Daily, within every industry and across every vertical, more and more manual processes are disappearing as businesses hastily transition to a fully digital version of themselves. While leading the world in so many other respects, the finance industry is lagging behind in the race to ditch paper. That’s because banks face a unique challenge: from in-branch applications for accounts, loans and other services, to cheques and monthly statements, much of their day-to-day remains mired in paper and manual processes. Enter, OCR technology.
Read on to learn how OCR technology is helping banks transform outdated formats into digitized data.
The problem with paper
While cheques, forms and other paper documents have long been the norm within the banking industry, as more processes shift to digital platforms, these legacy systems expose a key limitation within banking.
Consider a situation where you’re:
- Trying to organize client information in an online repository in order to more easily locate and access specific data in the future,
- Seeking to employ automated technologies to more effectively serve customers, or
- Attempting to introduce some other technology to improve day-to-day functions.
In each case, the information needed to power these improvements remains locked within the paper itself.
Scanning might seem like a workable solution, however the traditional way of doing so merely creates a photograph of your document, which is then stored as a TIFF file. While this might mean you don’t have to retain the actual page the words are written on, it doesn’t allow computers to access the content itself. If you had a repository full of documents which had been scanned and you were trying to search for a name or other specific data, your software would only be able to look at the words contained in the file names and metadata.
In banking, regulatory burdens, such as Know Your Customer requirements and recovery and resolution planning, drive further demand for appropriately digitized content as it would simply be too time-consuming to manually handle the volume of information required. A survey by Thomson Reuters found that compliance with Know Your Customer regulations was expected to increase the amount of time required to onboard new customers by an estimated 40 percent over two years, to an average of 24 days. In today’s fast-paced consumer culture, such delays become a liability in any industry that provides customer service.
OCR: Banking’s magic weapon
While traditional scanning methods do not assist with anything beyond physical storage of documents, the banking industry fortunately has a tool at its disposal that supports the key objective of digitization—namely, making data on paper digitally accessible for a variety of functions.

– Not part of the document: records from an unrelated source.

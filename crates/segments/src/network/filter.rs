//! Selection-based filtering
//!
//! [`Network::continuous`] adjusts a selection so that removing segments
//! never opens a gap in a flow path: a segment may only be removed at an
//! edge of what remains, meaning nothing upstream of it or nothing
//! downstream of it is kept. [`Network::keep`] and [`Network::remove`]
//! apply a selection verbatim.

use serde::{Deserialize, Serialize};
use streamnet_core::{Error, Result};
use tracing::{info, warn};

use super::{Network, SegmentId};

/// Segments chosen by ID or by a boolean mask over live segments in ID order
#[derive(Debug, Clone, PartialEq)]
pub enum Selection {
    Ids(Vec<SegmentId>),
    Mask(Vec<bool>),
}

impl From<Vec<SegmentId>> for Selection {
    fn from(ids: Vec<SegmentId>) -> Self {
        Selection::Ids(ids)
    }
}

impl From<Vec<bool>> for Selection {
    fn from(mask: Vec<bool>) -> Self {
        Selection::Mask(mask)
    }
}

/// Parameters for [`Network::continuous`]
#[derive(Debug, Clone, Copy, Default, PartialEq, Eq, Serialize, Deserialize)]
#[serde(default)]
pub struct ContinuityParams {
    /// The selection lists segments to remove (`true`) or to keep (`false`)
    pub remove: bool,
    /// Never remove segments at the upstream edge of what remains
    pub keep_upstream: bool,
    /// Never remove segments at the downstream edge of what remains
    pub keep_downstream: bool,
}

/// Result of [`Network::continuous`]
#[derive(Debug, Clone, Default, PartialEq, Eq)]
pub struct SelectionOutcome {
    /// Segments to remove (or keep), in the sense of [`ContinuityParams::remove`]
    pub ids: Vec<SegmentId>,
    /// Requested IDs that are not in the network
    pub skipped: Vec<SegmentId>,
}

impl SelectionOutcome {
    /// The outcome as a selection, ready for [`Network::keep`] or [`Network::remove`]
    pub fn selection(&self) -> Selection {
        Selection::Ids(self.ids.clone())
    }
}

/// Result of [`Network::keep`] and [`Network::remove`]
#[derive(Debug, Clone, Default, PartialEq, Eq)]
pub struct RemovalReport {
    pub removed: Vec<SegmentId>,
    /// Requested IDs that are not in the network
    pub skipped: Vec<SegmentId>,
}

impl Network {
    /// Per-slot membership of a selection, plus the unknown IDs it named
    fn resolve(&self, selection: &Selection) -> Result<(Vec<bool>, Vec<SegmentId>)> {
        let mut selected = vec![false; self.segments.len()];
        let mut skipped = Vec::new();
        match selection {
            Selection::Ids(ids) => {
                for &id in ids {
                    if self.contains(id) {
                        selected[id.slot()] = true;
                    } else {
                        skipped.push(id);
                    }
                }
            }
            Selection::Mask(mask) => {
                let live = self.ids();
                if mask.len() != live.len() {
                    return Err(Error::SelectionLength {
                        expected: live.len(),
                        actual: mask.len(),
                    });
                }
                for (id, &flag) in live.iter().zip(mask) {
                    selected[id.slot()] = flag;
                }
            }
        }
        if !skipped.is_empty() {
            warn!(?skipped, "selection names segments that are not in the network");
        }
        Ok((selected, skipped))
    }

    /// Adjust a selection so that applying it preserves flow continuity.
    ///
    /// With `params.remove`, `selection` holds removal candidates and the
    /// result is the subset that can be removed. Otherwise `selection` holds
    /// segments to keep and the result is the (possibly larger) set that
    /// must be kept. Candidates sitting between kept segments are retained,
    /// repeatedly, until nothing changes, so the result is idempotent.
    pub fn continuous(&self, selection: &Selection, params: ContinuityParams) -> Result<SelectionOutcome> {
        let (selected, skipped) = self.resolve(selection)?;
        let live = self.ids();

        let mut removing = vec![false; self.segments.len()];
        for &id in &live {
            removing[id.slot()] = selected[id.slot()] == params.remove;
        }

        loop {
            let mut changed = false;
            for &id in &live {
                if !removing[id.slot()] {
                    continue;
                }
                let upstream_edge = self
                    .topology
                    .ancestors(id)
                    .iter()
                    .all(|a| removing[a.slot()]);
                let downstream_edge = self
                    .topology
                    .descendants(id)
                    .iter()
                    .all(|d| removing[d.slot()]);
                let removable = (upstream_edge && !params.keep_upstream)
                    || (downstream_edge && !params.keep_downstream);
                if !removable {
                    removing[id.slot()] = false;
                    changed = true;
                }
            }
            if !changed {
                break;
            }
        }

        let ids = live
            .into_iter()
            .filter(|id| removing[id.slot()] == params.remove)
            .collect();
        Ok(SelectionOutcome { ids, skipped })
    }

    /// Remove the selected segments.
    ///
    /// Parents of a removed segment become terminal; children lose it as a
    /// parent. Unknown IDs are skipped and reported. Any located basins are
    /// discarded.
    pub fn remove(&mut self, selection: &Selection) -> Result<RemovalReport> {
        let (selected, skipped) = self.resolve(selection)?;
        let removed = self.remove_slots(&selected);
        Ok(RemovalReport { removed, skipped })
    }

    /// Keep only the selected segments, removing every other one.
    pub fn keep(&mut self, selection: &Selection) -> Result<RemovalReport> {
        let (selected, skipped) = self.resolve(selection)?;
        let mut complement = vec![false; selected.len()];
        for id in self.ids() {
            complement[id.slot()] = !selected[id.slot()];
        }
        let removed = self.remove_slots(&complement);
        Ok(RemovalReport { removed, skipped })
    }

    fn remove_slots(&mut self, remove: &[bool]) -> Vec<SegmentId> {
        let removed: Vec<SegmentId> = self.ids().into_iter().filter(|id| remove[id.slot()]).collect();
        for &id in &removed {
            for parent in self.topology.detach(id) {
                self.clear_junction(parent);
            }
            if let Some(segment) = self.segments[id.slot()].take() {
                for &(row, col) in segment.pixels() {
                    let idx = self.flow.index(row, col);
                    self.owner[idx] = 0;
                }
            }
        }
        if !removed.is_empty() {
            self.basins.invalidate();
        }
        info!(removed = removed.len(), remaining = self.len(), "filtered stream segments");
        removed
    }
}

#[cfg(test)]
mod tests {
    use super::super::test_grids::*;
    use super::*;

    // two_networks(): 1→5, 2→5, 5→6, 4→6; 3 is isolated

    fn ids(values: &[u32]) -> Vec<SegmentId> {
        values.iter().map(|&v| SegmentId(v)).collect()
    }

    fn removal() -> ContinuityParams {
        ContinuityParams {
            remove: true,
            ..Default::default()
        }
    }

    #[test]
    fn test_middle_segment_is_retained() {
        let net = two_networks();
        let out = net.continuous(&Selection::Ids(ids(&[5])), removal()).unwrap();
        assert!(out.ids.is_empty());
    }

    #[test]
    fn test_head_branch_can_be_removed() {
        let net = two_networks();
        let out = net.continuous(&Selection::Ids(ids(&[1, 5])), removal()).unwrap();
        // 5 still sits between 2 and 6
        assert_eq!(out.ids, ids(&[1]));

        let out = net.continuous(&Selection::Ids(ids(&[1, 2, 5])), removal()).unwrap();
        assert_eq!(out.ids, ids(&[1, 2, 5]));
    }

    #[test]
    fn test_downstream_edge_can_be_removed() {
        let net = two_networks();
        let out = net.continuous(&Selection::Ids(ids(&[6])), removal()).unwrap();
        assert_eq!(out.ids, ids(&[6]));

        let params = ContinuityParams {
            keep_downstream: true,
            ..removal()
        };
        let out = net.continuous(&Selection::Ids(ids(&[6])), params).unwrap();
        assert!(out.ids.is_empty());
    }

    #[test]
    fn test_keep_upstream() {
        let net = two_networks();
        let params = ContinuityParams {
            keep_upstream: true,
            ..removal()
        };
        let out = net.continuous(&Selection::Ids(ids(&[1, 2, 5])), params).unwrap();
        assert!(out.ids.is_empty());

        let out = net.continuous(&Selection::Ids(ids(&[1, 2, 5])), removal()).unwrap();
        assert_eq!(out.ids, ids(&[1, 2, 5]));
    }

    #[test]
    fn test_keep_mode_grows_selection() {
        let net = two_networks();
        // Keeping 1 and 6 forces 5 to stay
        let out = net
            .continuous(&Selection::Ids(ids(&[1, 6])), ContinuityParams::default())
            .unwrap();
        assert_eq!(out.ids, ids(&[1, 5, 6]));
    }

    #[test]
    fn test_continuous_is_idempotent() {
        let net = two_networks();
        for params in [removal(), ContinuityParams::default()] {
            for picks in [vec![5], vec![1, 5], vec![5, 6], vec![2, 3, 6], vec![1, 2, 4, 5]] {
                let once = net.continuous(&Selection::Ids(ids(&picks)), params).unwrap();
                let twice = net.continuous(&once.selection(), params).unwrap();
                assert_eq!(once.ids, twice.ids, "{:?} {:?}", params, picks);
            }
        }
    }

    #[test]
    fn test_unknown_ids_are_skipped() {
        let mut net = two_networks();
        let out = net.continuous(&Selection::Ids(ids(&[3, 42])), removal()).unwrap();
        assert_eq!(out.ids, ids(&[3]));
        assert_eq!(out.skipped, ids(&[42]));

        let report = net.remove(&Selection::Ids(ids(&[99, 3]))).unwrap();
        assert_eq!(report.removed, ids(&[3]));
        assert_eq!(report.skipped, ids(&[99]));
        assert_eq!(net.len(), 5);
    }

    #[test]
    fn test_mask_length_is_checked() {
        let net = two_networks();
        let result = net.continuous(&Selection::Mask(vec![true; 2]), removal());
        assert!(matches!(
            result,
            Err(Error::SelectionLength { expected: 6, actual: 2 })
        ));
    }

    #[test]
    fn test_remove_updates_topology() {
        let mut net = two_networks();
        net.remove(&Selection::Ids(ids(&[6]))).unwrap();

        assert!(!net.contains(SegmentId(6)));
        assert_eq!(net.child(SegmentId(5)).unwrap(), None);
        assert_eq!(net.terminal_ids(), ids(&[3, 4, 5]));
        assert_eq!(net.segment_at(6, 2), None);
        // IDs are never reused
        assert!(net.segment(SegmentId(6)).is_err());
        assert_eq!(net.ids(), ids(&[1, 2, 3, 4, 5]));
    }

    #[test]
    fn test_orphaned_parent_ends_at_its_outlet() {
        let mut net = two_networks();
        let before = net.segment(SegmentId(5)).unwrap().length();
        net.remove(&Selection::Ids(ids(&[6]))).unwrap();

        let parent = net.segment(SegmentId(5)).unwrap();
        assert_eq!(parent.junction(), None);
        assert_eq!(parent.coordinates().last(), Some(parent.outlet()));
        assert_eq!(parent.coordinates().count(), 3);
        approx::assert_relative_eq!(parent.length(), before - 10.0);
        assert_eq!(net.segment(SegmentId(4)).unwrap().coordinates().last(), Some((5, 1)));
    }

    #[test]
    fn test_remove_head_detaches_from_child() {
        let mut net = two_networks();
        net.remove(&Selection::Ids(ids(&[1]))).unwrap();
        assert_eq!(net.parents(SegmentId(5)).unwrap(), ids(&[2]).as_slice());
    }

    #[test]
    fn test_keep_by_mask() {
        let mut net = two_networks();
        let mask = vec![false, false, true, false, false, false];
        let report = net.keep(&Selection::Mask(mask)).unwrap();
        assert_eq!(report.removed, ids(&[1, 2, 4, 5, 6]));
        assert_eq!(net.ids(), ids(&[3]));
    }
}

Known as Optical Character Recognition, or OCR, this technology takes scanning one crucial step further: it captures and transforms the content on document pages into digital text format. This allows the content to be digitally accessible and readable so that it may then be used for a variety of functions, from searching within documents to powering machine learning models.
Unlocking the potential of unstructured data within the banking industry
But OCR itself is a means to an end. It’s through the data capture and extraction process that banks can improve efficiencies, automate processes and take the first step toward harnessing their unstructured data. To help demonstrate the benefits of OCR to banking, here’s a look at some of the ways banks are using this much needed technology.
Archiving client-related paperwork, such as onboarding material, is one of the most important uses banks have for OCR technology. Capturing this content in an accessible, searchable digital format helps banks to more effectively store and classify their documents while also ensuring that they are satisfying compliance requirements. But given the potential of automated processes to improve banking, OCR should also be viewed as the precursor to any digital-based strategy or process improvement.
There are numerous applications which hinge on the use of OCR that can help banks to reduce instances of fraud: for example, signature comparison tools can be applied to signed documents to help identify instances of forgery, and machine-learning algorithms can be applied to in-branch applications for credit cards, loans and other services to more effectively spot problematic information. This is a trend banks should explore, as shown by a Moody’s report which found that machine learning models are better than humans at spotting loan applicants who are likely to default. But before any of these promising, risk-reducing processes can be run, the paperwork must first be digitized.
The banking industry is on the forefront of sectors that stand to benefit from digital technologies and innovations. Yet with some traditional banking functions still carried out on paper, the financial industry is limited in its ability to leverage important functions. OCR eases this pain point, unlocking the data in everything from cheques to mortgage applications.